1. Theory of Divergence

Popularized by Darwinian named Frank Sulloway, the theory suggests that competition propels evolution. At home, children are knowingly or unknowingly competing for the attention of their parents, for instance. Where there is competition, there is also the scope for divergence, as identified by Darwin long ago. Divergence means that the child might give in to the competition, but in a different way. If a child is great at baseball, his sibling might want to excel in a different choice of sport or skill. So each of the kids ends up specializing in different areas.

2. Theory of Non-Shared Environment

The theory sounds ironical because the siblings are being raised in the same surroundings, yet it’s called non-shared environment. The theory argues that though from the outside it seems like children are growing in the same family, they are not experiencing the same things especially with siblings differing in age.
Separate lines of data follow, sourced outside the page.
use std::f64::consts::TAU;
use std::time::Duration;

use crate::foundation::core::Vec2;

/// Wall-clock driven ambient oscillator.
///
/// Once started it owns a private phase that only [`DriftOscillator::tick`] advances. The offset
/// traces a slow Lissajous loop: full amplitude vertically, a half-frequency horizontal sway
/// shaped by `phase_offset`. Both components are zero at the moment of starting. A stopped
/// oscillator keeps its last phase but reports no offset.
#[derive(Clone, Debug, PartialEq)]
pub struct DriftOscillator {
    amplitude: f64,
    period: Duration,
    phase_offset: f64,
    phase: f64,
    state: OscillatorState,
}

/// Lifecycle of a [`DriftOscillator`].
#[derive(Clone, Copy, Debug, PartialEq, Eq, serde::Serialize)]
#[serde(rename_all = "snake_case")]
pub enum OscillatorState {
    /// Created but never started.
    Idle,
    /// Advancing on every tick.
    Running,
    /// Stopped by teardown; never restarts.
    Stopped,
}

impl DriftOscillator {
    /// Create an idle oscillator with `amplitude` pixels and one full cycle per `period`.
    pub fn new(amplitude: f64, period: Duration, phase_offset: f64) -> Self {
        Self {
            amplitude,
            period,
            phase_offset,
            phase: 0.0,
            state: OscillatorState::Idle,
        }
    }

    /// Start oscillating. Only an idle oscillator can start; later calls are ignored.
    pub fn start(&mut self) -> bool {
        if self.state != OscillatorState::Idle {
            return false;
        }
        self.state = OscillatorState::Running;
        true
    }

    /// Stop permanently.
    pub fn stop(&mut self) {
        self.state = OscillatorState::Stopped;
    }

    /// Current lifecycle state.
    pub fn state(&self) -> OscillatorState {
        self.state
    }

    /// `true` while ticks advance the phase.
    pub fn is_running(&self) -> bool {
        self.state == OscillatorState::Running
    }

    /// Accumulated phase in radians.
    pub fn phase(&self) -> f64 {
        self.phase
    }

    /// Advance the phase by `dt` of wall-clock time. No-op unless running.
    pub fn tick(&mut self, dt: Duration) {
        if !self.is_running() || self.period.is_zero() {
            return;
        }
        let step = TAU * dt.as_secs_f64() / self.period.as_secs_f64();
        // Wrap at 4π so the half-frequency sway stays continuous.
        self.phase = (self.phase + step).rem_euclid(TAU * 2.0);
    }

    /// Additive positional offset in pixels.
    pub fn offset(&self) -> Vec2 {
        if !self.is_running() {
            return Vec2::ZERO;
        }
        let sway = (0.5 * self.phase + self.phase_offset).sin() - self.phase_offset.sin();
        Vec2::new(0.5 * self.amplitude * sway, self.amplitude * self.phase.sin())
    }
}

#[cfg(test)]
#[path = "../../tests/unit/animation/drift.rs"]
mod tests;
What a ten-year-old experiences with a certain event in the family might not be experienced or perceived the same by his/her five-year-old sibling. Siblings differ in age, so do they in their levels of maturity and, therefore, experience the events differently. A sad event might not be just as sad a thing for a younger sibling, for instance, because he might be unaware of the gravity of the incident. Therefore, the child is not exposed to the pressures like an older child is.

On the other hand, each child has individual interests. Their different personalities also elicit different treatment from parents.

3. Theory of Comparison

Also known as the theory or exaggeration, it suggests that families might work towards exaggerating even minor differences between siblings. For instance, if one of the siblings is known as extremely extroverted individual, the other child might be labeled introverted even if he is just quite sociable but not as big an extrovert as the other child. Despite seeming like an extrovert to the world outside, this child is labeled an introvert at home. So his personality is sure to be influenced by how he is treated at home. Eventually, it may also determine the choices of the child.